Danny Feltwell Jr., 11, has fought cancer since he was 2 years old. His father Dan Feltwell hopes there will be increased funding for research into pediatric cancer drugs that are less harsh on kids’ bodies. (Courtesy of Dan Feltwell)

Doctors, researchers, and parents like Feltwell say increased funding and research into pediatric cancer is crucial to develop and research treatment options specifically for children.

This week, A.I. DuPont announced that it received $4.7 million in renewed funding from the National Cancer Institute for its research program.

This is the second time the hospital has gotten funding from an NCI program that supports cancer treatment and prevention trials in community hospital settings. Previously, the hospital received a one-time grant to be used over five years. This time, the hospital will receive funding over a six-year period.

“Clinical research and intensive treatment for childhood malignancies is very hard and very expensive, and very little of that is reimbursed by insurance companies,” said Andy Kolb, a physician at A.I. DuPont.

“Most of this is supported by the institution and federal grants and philanthropic support,” Kolb said. “So our goal is to create a team and infrastructure to provide every kid with the best care available and the care they need to cure their cancer.”

Childhood cancer research historically has been underfunded. The National Cancer Institute gave close to $63 million to fund childhood leukemia research in 2017. Non-Hodgkin’s lymphoma research received about $119 million. Breast cancer, the most common type of cancer, on the other hand, received $545 million for research.

“I think there’s a real recognition pediatric cancers are distinct diseases that need specific funding. We can’t expect a trickle-down benefit from adult cancers — I think we’ve got as much mileage as we can from that approach,” Kolb said. “There have been significant initiatives to fund more pediatric research — but the funding gap and need is still there.”

It’s estimated there will be 11,060 new cases of childhood cancer in the United States this year, and 1,190 deaths.

Childhood cancer drugs are slow to develop, however, partly because of a lack of research funding and a focus on cancers that are more common. Children with various pediatric cancers must rely on adult treatments that are effective but have innumerable side effects.

“Kids are growing. Some of the drugs that are toxic to normal tissues in normal adults are toxic to tissues that are finished growing. In kids, the toxicity often does irreparable damage that kids don’t have the ability to adapt to or outgrow,” Kolb said.

“So treating a cancer in a 2-year-old successfully means you’re hopefully getting 80 years of post-cancer survival — but you’ve exposed that 2-year-old to significant toxicity.
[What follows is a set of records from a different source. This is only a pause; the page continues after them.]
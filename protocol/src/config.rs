//! Protocol constants and network parameters.
//!
//! Everything here is consensus-critical: a node that disagrees with any of
//! these values will accept or reject transactions differently from the rest
//! of the network. Values are plain constants rather than runtime
//! configuration for that reason.

/// Single byte identifying which network a value is bound to.
///
/// Addresses, aliases, and transaction bodies all mix the scheme into their
/// canonical bytes, so a signature produced for one network never verifies
/// on another.
pub type Scheme = u8;

/// Main network scheme byte.
pub const MAINNET_SCHEME: Scheme = b'W';
/// Test network scheme byte.
pub const TESTNET_SCHEME: Scheme = b'T';
/// Developer network scheme byte.
pub const DEVNET_SCHEME: Scheme = b'D';

/// Version byte leading every address.
pub const ADDRESS_VERSION: u8 = 0x01;
/// Total encoded address size: version(1) | scheme(1) | body hash(20) | checksum(4).
pub const ADDRESS_SIZE: usize = 26;
/// Length of the truncated public-key hash inside an address.
pub const ADDRESS_BODY_SIZE: usize = 20;
/// Length of the truncated checksum trailing an address.
pub const CHECKSUM_SIZE: usize = 4;

/// Version byte leading every alias.
pub const ALIAS_VERSION: u8 = 0x02;
/// Minimum alias name length in bytes.
pub const ALIAS_MIN_LENGTH: usize = 4;
/// Maximum alias name length in bytes.
pub const ALIAS_MAX_LENGTH: usize = 30;
/// Characters permitted in an alias name.
pub const ALIAS_ALPHABET: &str = "abcdefghijklmnopqrstuvwxyz0123456789_@.-";
/// Fixed overhead of an encoded alias: version(1) | scheme(1) | length(2).
pub const ALIAS_HEADER_SIZE: usize = 4;

/// Format-version byte leading an encoded proofs list.
pub const PROOFS_VERSION: u8 = 0x01;
/// Maximum number of proofs a transaction may carry.
pub const MAX_PROOFS: usize = 8;
/// Maximum size of a single proof in bytes.
pub const MAX_PROOF_SIZE: usize = 64;

/// Size of a secret key in bytes.
pub const SECRET_KEY_SIZE: usize = 32;
/// Size of a public key in bytes.
pub const PUBLIC_KEY_SIZE: usize = 32;
/// Size of a legacy signature in bytes.
pub const SIGNATURE_SIZE: usize = 64;
/// Size of a digest (transaction/asset/lease identifier) in bytes.
pub const DIGEST_SIZE: usize = 32;

/// Largest wire value representable in the signed 64-bit numeric domain.
///
/// Amounts, fees, prices, and timestamps travel as unsigned 64-bit integers
/// but must remain non-negative when reinterpreted as signed, matching the
/// reference numeric domain. Anything above this bound is rejected.
pub const MAX_LONG_VALUE: u64 = i64::MAX as u64;

/// Minimum asset name length in bytes.
pub const MIN_ASSET_NAME_LENGTH: usize = 4;
/// Maximum asset name length in bytes.
pub const MAX_ASSET_NAME_LENGTH: usize = 16;
/// Maximum asset description length in bytes.
pub const MAX_DESCRIPTION_LENGTH: usize = 1000;
/// Maximum number of decimal places an asset may declare.
pub const MAX_DECIMALS: u8 = 8;

/// Maximum attachment size in bytes.
pub const MAX_ATTACHMENT_SIZE: usize = 140;

/// Maximum number of entries in a mass-transfer transaction.
pub const MAX_TRANSFERS: usize = 100;

/// Maximum number of entries in a data transaction.
pub const MAX_DATA_ENTRIES: usize = 100;
/// Base byte budget for a data transaction.
pub const DATA_TX_BASE_BYTES: usize = 150 * 1024;
/// Hard byte cap on an encoded data transaction: 1.2 x the base budget.
pub const MAX_DATA_TX_BYTES: usize = DATA_TX_BASE_BYTES / 5 * 6;

/// Maximum lifetime of an exchange order relative to the transaction
/// timestamp, in milliseconds (30 days).
pub const MAX_ORDER_TTL_MS: u64 = 30 * 24 * 60 * 60 * 1000;

/// Maximum number of arguments to an invoked function.
pub const MAX_INVOKE_ARGUMENTS: usize = 22;
/// Maximum length of an invoked function name in bytes.
pub const MAX_FUNCTION_NAME_BYTES: usize = 255;
/// Byte cap on the legacy binary form of an invoke-script transaction.
pub const MAX_INVOKE_TX_BYTES: usize = 5 * 1024;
And for some treatments, that toxicity is carried with them throughout their entire life. In older adults, you may only get a few years or a couple decades of survival after cancer treatment, and adults have reached their full growth and development, so the long-term toxicity is somewhat less.”
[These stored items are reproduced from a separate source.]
//! Conformance tests for the identity and transaction codecs.
//!
//! These tests pin the cross-component behavior a node pairs on with the
//! rest of the network: the literal address and alias vectors, the JSON
//! surface, and the full sign -> marshal -> dispatch -> verify lifecycle
//! across every transaction shape. Each test stands alone; no shared
//! state, no ordering dependencies.

use crest_protocol::config::{MAINNET_SCHEME, TESTNET_SCHEME};
use crest_protocol::crypto::{Digest, Keypair, PublicKey};
use crest_protocol::identity::{Address, Alias, Recipient};
use crest_protocol::transaction::{
    bytes_to_transaction, Attachment, CanonicalConvert, FunctionCall, Issue, IssueWithProofs,
    Lease, LeaseWithProofs, MassTransferEntry, MassTransferWithProofs, OptionalAsset, Transaction,
    Transactional, TransactionType, Transfer, TransferWithProofs, TransferWithSig,
};

// ---------------------------------------------------------------------------
// Test helpers
// ---------------------------------------------------------------------------

fn reference_pk() -> PublicKey {
    PublicKey::from_base58("5CnGfSjguYfzWzaRmbxzCbF5qRNGTXEvayytSANkqQ6A").unwrap()
}

fn test_address(seed: u8) -> Address {
    Address::from_public_key(TESTNET_SCHEME, &Keypair::from_seed(&[seed; 32]).public_key())
}

fn signed_transfer(kp: &Keypair, version: u8) -> TransferWithProofs {
    let mut tx = TransferWithProofs::new(
        version,
        Transfer {
            sender_pk: kp.public_key(),
            amount_asset: OptionalAsset::native(),
            fee_asset: OptionalAsset::native(),
            timestamp: 1_600_000_000_000,
            amount: 123_456_789,
            fee: 100_000,
            recipient: Recipient::from(test_address(11)),
            attachment: Attachment::new(b"conformance".to_vec()),
        },
    );
    tx.sign(TESTNET_SCHEME, &kp.secret_key()).unwrap();
    tx
}

// ---------------------------------------------------------------------------
// Identity vectors
// ---------------------------------------------------------------------------

#[test]
fn reference_address_vectors() {
    let mainnet = Address::from_public_key(MAINNET_SCHEME, &reference_pk());
    assert_eq!(mainnet.to_base58(), "3PQ8bp1aoqHQo3icNqFv6VM36V1jzPeaG1v");
    assert!(mainnet.valid());

    let testnet = Address::from_public_key(TESTNET_SCHEME, &reference_pk());
    assert_eq!(testnet.to_base58(), "3NC7nrggwhk2AbRC7kzv92yDjbVyALeGzE5");
    assert!(testnet.valid());
}

#[test]
fn reference_alias_vectors() {
    let alias = Alias::new(TESTNET_SCHEME, "blah-blah-blah");
    assert_eq!(alias.to_string(), "alias:T:blah-blah-blah");
    assert_eq!(
        bs58::encode(alias.bytes()).into_string(),
        "6bqk2heWpAcsmshUhfT3QNEB"
    );
    assert_eq!(Alias::from_string(&alias.to_string()).unwrap(), alias);
    assert!(alias.valid().is_ok());
}

#[test]
fn undersized_and_oversized_aliases_decode_but_fail_validation() {
    for name in ["xxx", &"q".repeat(47)] {
        let alias = Alias::new(TESTNET_SCHEME, name);
        let decoded = Alias::from_bytes(&alias.bytes()).unwrap();
        assert_eq!(decoded, alias);
        assert!(decoded.valid().is_err(), "{name:?} must fail validation");
    }
}

#[test]
fn recipient_json_roundtrips_preserve_identity_and_length() {
    let from_address = Recipient::from(test_address(3));
    let json = serde_json::to_string(&from_address).unwrap();
    let back: Recipient = serde_json::from_str(&json).unwrap();
    assert_eq!(back.address(), from_address.address());
    assert_eq!(back.len_bytes(), from_address.len_bytes());

    let from_alias = Recipient::from(Alias::new(TESTNET_SCHEME, "blah-blah-blah"));
    let json = serde_json::to_string(&from_alias).unwrap();
    let back: Recipient = serde_json::from_str(&json).unwrap();
    assert_eq!(back.alias(), from_alias.alias());
    assert_eq!(back.len_bytes(), from_alias.len_bytes());
}

#[test]
fn alias_recipient_fails_address_only_marshalling_context() {
    let recipient = Recipient::from(Alias::new(TESTNET_SCHEME, "blah-blah-blah"));
    assert!(recipient.try_to_address().is_err());
    assert!(Recipient::from(test_address(4)).try_to_address().is_ok());
}

// ---------------------------------------------------------------------------
// Lifecycle
// ---------------------------------------------------------------------------

#[test]
fn full_lifecycle_build_sign_marshal_dispatch_verify() {
    let kp = Keypair::from_seed(&[90u8; 32]);
    let tx = signed_transfer(&kp, 2);
    let bytes = tx.marshal_binary(TESTNET_SCHEME).unwrap();

    let dispatched = bytes_to_transaction(&bytes, TESTNET_SCHEME).unwrap();
    assert_eq!(dispatched.tx_type(), TransactionType::Transfer);
    assert_eq!(dispatched.version(), 2);
    assert_eq!(dispatched.id(), tx.id.as_ref());
    assert!(dispatched.verify(TESTNET_SCHEME, &kp.public_key()).unwrap());
    assert!(!dispatched
        .verify(TESTNET_SCHEME, &Keypair::generate().public_key())
        .unwrap());
    assert!(dispatched.validate(TESTNET_SCHEME).is_ok());
}

#[test]
fn signature_stability_and_id_determinism() {
    let kp = Keypair::from_seed(&[91u8; 32]);
    let a = signed_transfer(&kp, 2);
    let b = signed_transfer(&kp, 2);
    assert_eq!(a.proofs, b.proofs, "deterministic scheme, deterministic proofs");
    assert_eq!(a.id, b.id, "identical fields, identical identifiers");

    let mut c = signed_transfer(&kp, 2);
    c.transfer.amount += 1;
    c.id = None;
    c.generate_id(TESTNET_SCHEME).unwrap();
    assert_ne!(a.id, c.id, "any canonical field change must change the id");
}

#[test]
fn scheme_binds_signatures_to_a_network() {
    let kp = Keypair::from_seed(&[92u8; 32]);
    let issue = Issue {
        sender_pk: kp.public_key(),
        name: "Bound".to_string(),
        description: String::new(),
        quantity: 1_000,
        decimals: 0,
        reissuable: false,
        fee: 100_000_000,
        timestamp: 1_600_000_000_000,
    };
    let mut tx = IssueWithProofs::new(TESTNET_SCHEME, issue);
    tx.sign(TESTNET_SCHEME, &kp.secret_key()).unwrap();
    assert!(tx.verify(TESTNET_SCHEME, &kp.public_key()).unwrap());
    assert!(!tx.verify(MAINNET_SCHEME, &kp.public_key()).unwrap());
}

#[test]
fn decoded_transactions_never_trust_wire_identifiers() {
    // The wire form carries no identifier at all; whatever the decoder
    // reports must equal a fresh derivation from the body bytes.
    let kp = Keypair::from_seed(&[93u8; 32]);
    let mut v1 = TransferWithSig::new(Transfer {
        sender_pk: kp.public_key(),
        amount_asset: OptionalAsset::native(),
        fee_asset: OptionalAsset::native(),
        timestamp: 7,
        amount: 1,
        fee: 1,
        recipient: Recipient::from(test_address(12)),
        attachment: Attachment::empty(),
    });
    v1.sign(TESTNET_SCHEME, &kp.secret_key()).unwrap();
    let bytes = v1.marshal_binary(TESTNET_SCHEME).unwrap();
    let decoded = TransferWithSig::unmarshal_binary(&bytes, TESTNET_SCHEME).unwrap();
    assert_eq!(decoded.id, v1.id);
}

#[test]
fn clone_is_a_deep_copy() {
    let kp = Keypair::from_seed(&[94u8; 32]);
    let original = signed_transfer(&kp, 2);
    let mut copy = original.clone();
    copy.transfer.attachment.0.push(0xFF);
    copy.proofs.as_mut().unwrap().proofs[0][0] ^= 0xFF;
    assert_ne!(copy, original, "mutating the copy must not alias the original");
    assert_eq!(
        original.marshal_binary(TESTNET_SCHEME).unwrap(),
        signed_transfer(&kp, 2).marshal_binary(TESTNET_SCHEME).unwrap()
    );
}

#[test]
fn mass_transfer_lifecycle_through_dispatch() {
    let kp = Keypair::from_seed(&[95u8; 32]);
    let mut tx = MassTransferWithProofs::new(
        kp.public_key(),
        OptionalAsset::issued(Digest::new([0x61; 32])),
        vec![
            MassTransferEntry {
                recipient: Recipient::from(test_address(13)),
                amount: 10,
            },
            MassTransferEntry {
                recipient: Recipient::from(Alias::new(TESTNET_SCHEME, "second-target")),
                amount: 20,
            },
        ],
        1_600_000_000_000,
        200_000,
        Attachment::empty(),
    );
    tx.sign(TESTNET_SCHEME, &kp.secret_key()).unwrap();
    let bytes = tx.marshal_binary(TESTNET_SCHEME).unwrap();
    match bytes_to_transaction(&bytes, TESTNET_SCHEME).unwrap() {
        Transaction::MassTransfer(back) => assert_eq!(back, tx),
        other => panic!("wrong dispatch: {other:?}"),
    }
}

#[test]
fn canonical_boundary_roundtrips_through_binary() {
    let kp = Keypair::from_seed(&[96u8; 32]);
    let mut lease = LeaseWithProofs::new(Lease {
        sender_pk: kp.public_key(),
        recipient: Recipient::from(test_address(14)),
        amount: 1_000,
        fee: 100_000,
        timestamp: 1_600_000_000_000,
    });
    lease.sign(TESTNET_SCHEME, &kp.secret_key()).unwrap();
    let tx = Transaction::LeaseV2(lease);

    let canonical = tx.to_canonical(TESTNET_SCHEME).unwrap();
    let rebuilt = Transaction::from_canonical(&canonical).unwrap();
    let bytes = rebuilt.marshal_binary(TESTNET_SCHEME).unwrap();
    let decoded = bytes_to_transaction(&bytes, TESTNET_SCHEME).unwrap();
    assert_eq!(decoded, tx);
}

#[test]
fn invoke_default_call_json_surface() {
    let call = FunctionCall::Default;
    let json = serde_json::to_string(&call).unwrap();
    let back: FunctionCall = serde_json::from_str(&json).unwrap();
    assert_eq!(back, call);
}

#[test]
fn fuzz_like_garbage_never_panics() {
    // Deterministic pseudo-random garbage; the point is absence of
    // panics, not the particular errors. The subscriber makes the
    // dispatcher's fallback decisions visible under RUST_LOG.
    let _ = tracing_subscriber::fmt()
        .with_env_filter(tracing_subscriber::EnvFilter::from_default_env())
        .with_test_writer()
        .try_init();
    let mut state = 0x1234_5678_u64;
    for len in 0..256usize {
        let mut data = Vec::with_capacity(len);
        for _ in 0..len {
            state = state.wrapping_mul(6_364_136_223_846_793_005).wrapping_add(1);
            data.push((state >> 33) as u8);
        }
        let _ = bytes_to_transaction(&data, TESTNET_SCHEME);
    }
}

#[test]
fn truncations_of_every_dispatchable_form_error_cleanly() {
    let kp = Keypair::from_seed(&[97u8; 32]);
    let tx = signed_transfer(&kp, 2);
    let bytes = tx.marshal_binary(TESTNET_SCHEME).unwrap();
    for cut in 0..bytes.len() {
        assert!(bytes_to_transaction(&bytes[..cut], TESTNET_SCHEME).is_err());
    }
}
A.I. DuPont will use the NCI funding on its clinical-trial program, which in 2018 received 189 enrollments for 80 eligible patients.

Kolb said the research program must still work with treatments that also are being used by adults, but they are researching more immunotherapies and targeted therapies. Targeted therapies attack the cancer cells, but not the normal cells. Kolb and other doctors hope the treatments will increase survival rates while lowering side effects in children.

Danny Feltwell Jr., 11, has fought cancer since he was 2 years old. He is pictured here with Philadelphia Eagles Quarterback Carson Wentz. (Courtesy of Dan Feltwell)

Kolb said the goal is to use data to inform the development of new cancer drugs for children. He hopes the funding will grow.

Danny’s dad, Dan Feltwell, said he hopes the funding will ensure that kids won’t have to go through the side effects his son has faced.

“We have to fix what we had to do to my son to save his life. That’s difficult. It doesn’t have to be that way. So yes, this money is a blessing. I just wish it was more,” Feltwell said. “They need it. They can help a lot of children — they do help a lot of children — and this money will help a lot of families. But we have to figure out a way to give them more.”